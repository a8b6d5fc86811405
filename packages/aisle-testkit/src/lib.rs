//! In-memory collaborator doubles and canned fixtures for exercising the
//! turn pipeline without a catalog index, model endpoint, or log sink.

use std::{
	collections::{BTreeMap, BTreeSet},
	sync::{
		Mutex,
		atomic::{AtomicU32, AtomicUsize, Ordering},
	},
	time::Duration,
};

use color_eyre::eyre;
use serde::Deserialize;
use serde_json::Value;

use aisle_config::{Config, EmbeddingProviderConfig, LlmProviderConfig};
use aisle_domain::{FilterSet, Product, Vocabulary};
use aisle_service::{
	BoxFuture, ConversationLogger, EmbeddingProvider, LogRecord, ProductIndex, QueryParser,
	ScoredProduct,
};
use aisle_providers::parser::ParsedHints;

/// Filter-matching index over a fixed product list. Scores are constant so
/// ordering is decided by the service's score-then-SKU rule.
pub struct MemoryIndex {
	products: Vec<Product>,
	query_count: AtomicUsize,
	lookup_count: AtomicUsize,
	queries: Mutex<Vec<FilterSet>>,
	/// Number of upcoming queries that fail before the index recovers.
	fail_next: AtomicU32,
}

impl MemoryIndex {
	pub fn new(products: Vec<Product>) -> Self {
		Self {
			products,
			query_count: AtomicUsize::new(0),
			lookup_count: AtomicUsize::new(0),
			queries: Mutex::new(Vec::new()),
			fail_next: AtomicU32::new(0),
		}
	}

	pub fn fail_next_queries(&self, count: u32) {
		self.fail_next.store(count, Ordering::SeqCst);
	}

	pub fn query_count(&self) -> usize {
		self.query_count.load(Ordering::SeqCst)
	}

	pub fn lookup_count(&self) -> usize {
		self.lookup_count.load(Ordering::SeqCst)
	}

	/// Every filter set queried so far, in call order.
	pub fn queries(&self) -> Vec<FilterSet> {
		self.queries.lock().map(|q| q.clone()).unwrap_or_default()
	}
}

impl ProductIndex for MemoryIndex {
	fn query<'a>(
		&'a self,
		filters: &'a FilterSet,
		top_k: u32,
	) -> BoxFuture<'a, color_eyre::Result<Vec<ScoredProduct>>> {
		Box::pin(async move {
			self.query_count.fetch_add(1, Ordering::SeqCst);

			if let Ok(mut queries) = self.queries.lock() {
				queries.push(filters.clone());
			}

			let remaining = self.fail_next.load(Ordering::SeqCst);

			if remaining > 0 {
				self.fail_next.store(remaining - 1, Ordering::SeqCst);

				return Err(eyre::eyre!("Injected index failure."));
			}

			let mut matched: Vec<ScoredProduct> = self
				.products
				.iter()
				.filter(|product| filters.matches(product))
				.map(|product| ScoredProduct { product: product.clone(), score: 1. })
				.collect();

			matched.sort_by(|a, b| a.product.sku.cmp(&b.product.sku));
			matched.truncate(top_k as usize);

			Ok(matched)
		})
	}

	fn lookup_sku<'a>(
		&'a self,
		sku: &'a str,
	) -> BoxFuture<'a, color_eyre::Result<Option<Product>>> {
		Box::pin(async move {
			self.lookup_count.fetch_add(1, Ordering::SeqCst);

			Ok(self.products.iter().find(|p| p.sku.eq_ignore_ascii_case(sku)).cloned())
		})
	}
}

/// Returns the same hints for every utterance.
pub struct StaticParser {
	pub hints: ParsedHints,
}

impl StaticParser {
	pub fn empty() -> Self {
		Self { hints: ParsedHints::default() }
	}
}

impl QueryParser for StaticParser {
	fn parse<'a>(
		&'a self,
		_cfg: &'a LlmProviderConfig,
		_utterance: &'a str,
		_vocabulary_digest: &'a Value,
	) -> BoxFuture<'a, color_eyre::Result<ParsedHints>> {
		Box::pin(async move { Ok(self.hints.clone()) })
	}
}

/// Sleeps past any reasonable timeout, for exercising the fallback path.
pub struct SlowParser {
	pub delay_ms: u64,
}

impl QueryParser for SlowParser {
	fn parse<'a>(
		&'a self,
		_cfg: &'a LlmProviderConfig,
		_utterance: &'a str,
		_vocabulary_digest: &'a Value,
	) -> BoxFuture<'a, color_eyre::Result<ParsedHints>> {
		Box::pin(async move {
			tokio::time::sleep(Duration::from_millis(self.delay_ms)).await;

			Ok(ParsedHints::default())
		})
	}
}

pub struct StaticEmbedding;

impl EmbeddingProvider for StaticEmbedding {
	fn embed<'a>(
		&'a self,
		cfg: &'a EmbeddingProviderConfig,
		texts: &'a [String],
	) -> BoxFuture<'a, color_eyre::Result<Vec<Vec<f32>>>> {
		Box::pin(async move { Ok(vec![vec![0.; cfg.dimensions as usize]; texts.len()]) })
	}
}

/// Embeds each text with a canned vector, for steering the rerank in tests.
pub struct KeyedEmbedding {
	pub vectors: BTreeMap<String, Vec<f32>>,
	pub fallback: Vec<f32>,
}

impl EmbeddingProvider for KeyedEmbedding {
	fn embed<'a>(
		&'a self,
		_cfg: &'a EmbeddingProviderConfig,
		texts: &'a [String],
	) -> BoxFuture<'a, color_eyre::Result<Vec<Vec<f32>>>> {
		Box::pin(async move {
			Ok(texts
				.iter()
				.map(|text| self.vectors.get(text).unwrap_or(&self.fallback).clone())
				.collect())
		})
	}
}

#[derive(Default)]
pub struct RecordingLogger {
	records: Mutex<Vec<LogRecord>>,
}

impl RecordingLogger {
	pub fn new() -> Self {
		Self::default()
	}

	pub fn records(&self) -> Vec<LogRecord> {
		self.records.lock().map(|r| r.clone()).unwrap_or_default()
	}
}

impl ConversationLogger for RecordingLogger {
	fn append<'a>(&'a self, record: &'a LogRecord) -> BoxFuture<'a, color_eyre::Result<()>> {
		Box::pin(async move {
			if let Ok(mut records) = self.records.lock() {
				records.push(record.clone());
			}

			Ok(())
		})
	}
}

/// Always errors, for asserting that log failures stay internal.
pub struct FailingLogger;

impl ConversationLogger for FailingLogger {
	fn append<'a>(&'a self, _record: &'a LogRecord) -> BoxFuture<'a, color_eyre::Result<()>> {
		Box::pin(async { Err(eyre::eyre!("Injected logger failure.")) })
	}
}

#[derive(Deserialize)]
struct CatalogFile {
	#[serde(default, rename = "product")]
	products: Vec<Product>,
}

pub fn load_catalog_toml(raw: &str) -> color_eyre::Result<Vec<Product>> {
	let file: CatalogFile = toml::from_str(raw)?;

	Ok(file.products)
}

/// Connectivity-hardware vocabulary used across the integration tests.
/// Drop order: color, feature, length, subcategory, connector, category.
pub fn fixture_vocabulary() -> Vocabulary {
	Vocabulary::from_toml_str(
		r#"
version = 1
skus    = ["HDMM10", "HDMM6F", "DK30A2DHU", "DKWG30", "CDP2HD-1M", "KVM4K2P"]

[[dimension]]
name          = "color"
merge         = "exclusive"
drop_priority = 10
values        = ["black", "white", "gray", "silver"]

[[dimension]]
name          = "feature"
merge         = "cumulative"
drop_priority = 20
values        = ["4k", "hdr", "power delivery", "ethernet passthrough", "dual monitor", "triple monitor"]

[[dimension]]
name          = "length"
merge         = "exclusive"
drop_priority = 30
values        = ["1m", "2m", "3ft", "6ft", "10ft"]

[[dimension]]
name          = "subcategory"
merge         = "exclusive"
drop_priority = 40
values        = ["usb-c dock", "hdmi cable", "displayport cable", "usb-c hub", "kvm switch"]

[[dimension]]
name          = "connector"
merge         = "cumulative"
drop_priority = 50
values        = ["usb-c", "hdmi", "displayport", "vga", "ethernet", "thunderbolt"]

[[dimension]]
name          = "category"
merge         = "exclusive"
drop_priority = 60
values        = ["cable", "dock", "hub", "adapter", "switch"]

[synonyms]
"cables"     = "cable"
"docks"      = "dock"
"hubs"       = "hub"
"adapters"   = "adapter"
"dp"         = "displayport"
"usbc"       = "usb-c"
"type-c"     = "usb-c"
"grey"       = "gray"
"cabel"      = "cable"
"hdmi cabel" = "hdmi cable"

[[impossible_pair]]
a = "vga"
b = "ethernet"
"#,
	)
	.unwrap_or_else(|err| panic!("fixture vocabulary parse failed: {err}"))
}

pub fn fixture_catalog() -> Vec<Product> {
	load_catalog_toml(
		r#"
[[product]]
sku  = "HDMM10"
name = "10ft HDMI cable"
[product.attributes]
category    = "cable"
subcategory = "hdmi cable"
color       = "black"
length      = "10ft"
[[product]]
sku        = "HDMM6F"
name       = "6ft HDMI cable"
features   = ["4k"]
connectors = ["hdmi"]
[product.attributes]
category    = "cable"
subcategory = "hdmi cable"
color       = "black"
length      = "6ft"

[[product]]
sku        = "DK30A2DHU"
name       = "Dual-monitor USB-C dock"
features   = ["4k", "power delivery", "dual monitor"]
connectors = ["usb-c", "hdmi", "displayport"]
[product.attributes]
category    = "dock"
subcategory = "usb-c dock"
color       = "silver"

[[product]]
sku        = "DKWG30"
name       = "Travel USB-C dock"
features   = ["power delivery"]
connectors = ["usb-c", "hdmi"]
[product.attributes]
category    = "dock"
subcategory = "usb-c dock"
color       = "white"

[[product]]
sku        = "CDP2HD-1M"
name       = "USB-C to HDMI cable, 1m"
features   = ["4k"]
connectors = ["usb-c", "hdmi"]
[product.attributes]
category    = "cable"
color       = "black"
length      = "1m"

[[product]]
sku        = "KVM4K2P"
name       = "2-port 4K KVM switch"
features   = ["4k"]
connectors = ["hdmi", "usb-c"]
[product.attributes]
category    = "switch"
subcategory = "kvm switch"
color       = "black"
"#,
	)
	.unwrap_or_else(|err| panic!("fixture catalog parse failed: {err}"))
}

/// A fully-populated configuration with every feature flag off except
/// multi-product replies. Tests flip flags per case.
pub fn sample_config() -> Config {
	toml::from_str(
		r#"
[service]
log_level           = "debug"
session_queue_depth = 1

[catalog]
vocabulary_path = "fixtures/vocabulary.toml"
products_path   = "fixtures/catalog.toml"

[providers.embedding]
provider_id     = "test"
api_base        = "http://localhost:0"
api_key         = ""
path            = "/v1/embeddings"
model           = "test-embedding"
dimensions      = 8
timeout_ms      = 250
default_headers = {}

[providers.query_parser]
provider_id     = "test"
api_base        = "http://localhost:0"
api_key         = ""
path            = "/v1/chat/completions"
model           = "test-parser"
temperature     = 0.0
timeout_ms      = 250
default_headers = {}

[search]
top_k                = 5
min_results          = 1
max_relaxation_steps = 4
retry_attempts       = 2
retry_backoff_ms     = 1

[features]
llm_parser       = false
multi_product    = true
conversation_log = true
semantic_ranking = false
"#,
	)
	.unwrap_or_else(|err| panic!("sample config parse failed: {err}"))
}

/// SKUs visible in a catalog, for quick assertions.
pub fn skus(products: &[Product]) -> BTreeSet<&str> {
	products.iter().map(|p| p.sku.as_str()).collect()
}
++++++++
_AIM OF THE TASK_
Copy each line of the records containing the string "AtomicUsize".

_THE ANSWER_
		atomic::{AtomicU32, AtomicUsize, Ordering},
	query_count: AtomicUsize,
	lookup_count: AtomicUsize,
			query_count: AtomicUsize::new(0),
			lookup_count: AtomicUsize::new(0),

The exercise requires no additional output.